Gut Microbiota Biomarkers in Patients with Hepatocellular Carcinoma in the Era of Immune Checkpoint Inhibitors

Immune checkpoint inhibitors (ICIs) have revolutionized the therapeutic landscape for hepatocellular carcinoma (HCC); however, a considerable proportion of patients do not achieve durable clinical benefits. This highlights the need for reliable predictive biomarkers, which are currently lacking. The accumulated evidence supports a relevant role of the gut–liver axis in modulating immunotherapy outcomes, and several studies have identified distinct microbial features associated with either responders or non-responders. Responders to immunotherapy frequently present with higher microbial diversity and enrichment of beneficial taxa, whereas the expansion of pro-inflammatory and pathogenic bacteria has been associated with primary resistance and increased treatment-related toxicity in non-responders. However, the available findings remain heterogeneous across cohorts, likely owing to differences in geography, diet, liver disease etiology, treatment regimens, and microbiome analytical methods. Machine-learning models integrating metagenomic and metabolomic data have shown encouraging results in defining microbial signatures associated with treatment outcomes, although variability among cohorts currently limits their clinical applicability and generalizability. Beyond microbial taxonomic composition, microbiota-derived metabolites—such as short-chain fatty acids, bile acids, inosine, and tryptophan catabolites—appear to play a crucial role in shaping the tumor microenvironment and host immune responses, thus representing additional candidate biomarkers, also due to the relative ease of their measurement.

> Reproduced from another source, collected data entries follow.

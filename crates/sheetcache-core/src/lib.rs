//! # sheetcache-core
//!
//! Value types shared by the sheetcache crates.
//!
//! - [`ColumnReference`], [`RowReference`], [`CellReference`] - spreadsheet coordinates
//! - [`CellRange`] - rectangular ranges of cells
//! - [`LabelName`] and [`LabelMapping`] - named aliases for cells, ranges and other labels
//! - [`Selection`] - a cell, a range or a label; [`NonLabelSelection`] once labels are resolved
//! - [`Cell`], [`Column`], [`Row`] - what the server sends for each coordinate
//!
//! ## Example
//!
//! ```rust
//! use sheetcache_core::{CellRange, CellReference, Selection};
//!
//! let range = CellRange::parse("A1:C3").unwrap();
//! assert!(range.contains(&CellReference::parse("B2").unwrap()));
//!
//! let selection: Selection = "TaxRate".parse().unwrap();
//! assert!(selection.is_label());
//! ```

pub mod cell;
pub mod column;
pub mod error;
pub mod label;
pub mod range;
pub mod reference;
pub mod row;
pub mod selection;
pub mod style;
pub mod value;

#[cfg(feature = "serde")]
mod serde_impl;

pub use cell::{Cell, Formula};
pub use column::Column;
pub use error::{Error, Result};
pub use label::LabelMapping;
pub use range::{CellRange, CellRangeIterator};
pub use reference::{CellReference, ColumnReference, LabelName, RowReference};
pub use row::Row;
pub use selection::{NonLabelSelection, Selection};
pub use style::{Length, Style, TextAlign};
pub use value::{CellError, CellValue};

/// Maximum number of rows in a spreadsheet
pub const MAX_ROWS: u32 = 1_048_576;

/// Maximum number of columns in a spreadsheet
pub const MAX_COLS: u16 = 16_384;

Finally, microbiota-targeted interventions are emerging as potential strategies to enhance immunotherapy efficacy. Overall, the gut microbiome and its metabolic activity represent promising tools, albeit still under investigation, for patient stratification and personalized management in HCC treated with ICIs. Therefore, this review aims to summarize and critically discuss the current evidence on gut microbiota-derived biomarkers of response and resistance to ICIs in HCC, with particular focus on microbial composition, microbiota-related metabolites, and emerging microbiome-based therapeutic strategies. This narrative review provides an updated overview of the role of gut microbiota as both a biomarker and a therapeutic target in patients with hepatocellular carcinoma (HCC) receiving immune checkpoint inhibitor (ICI) therapy.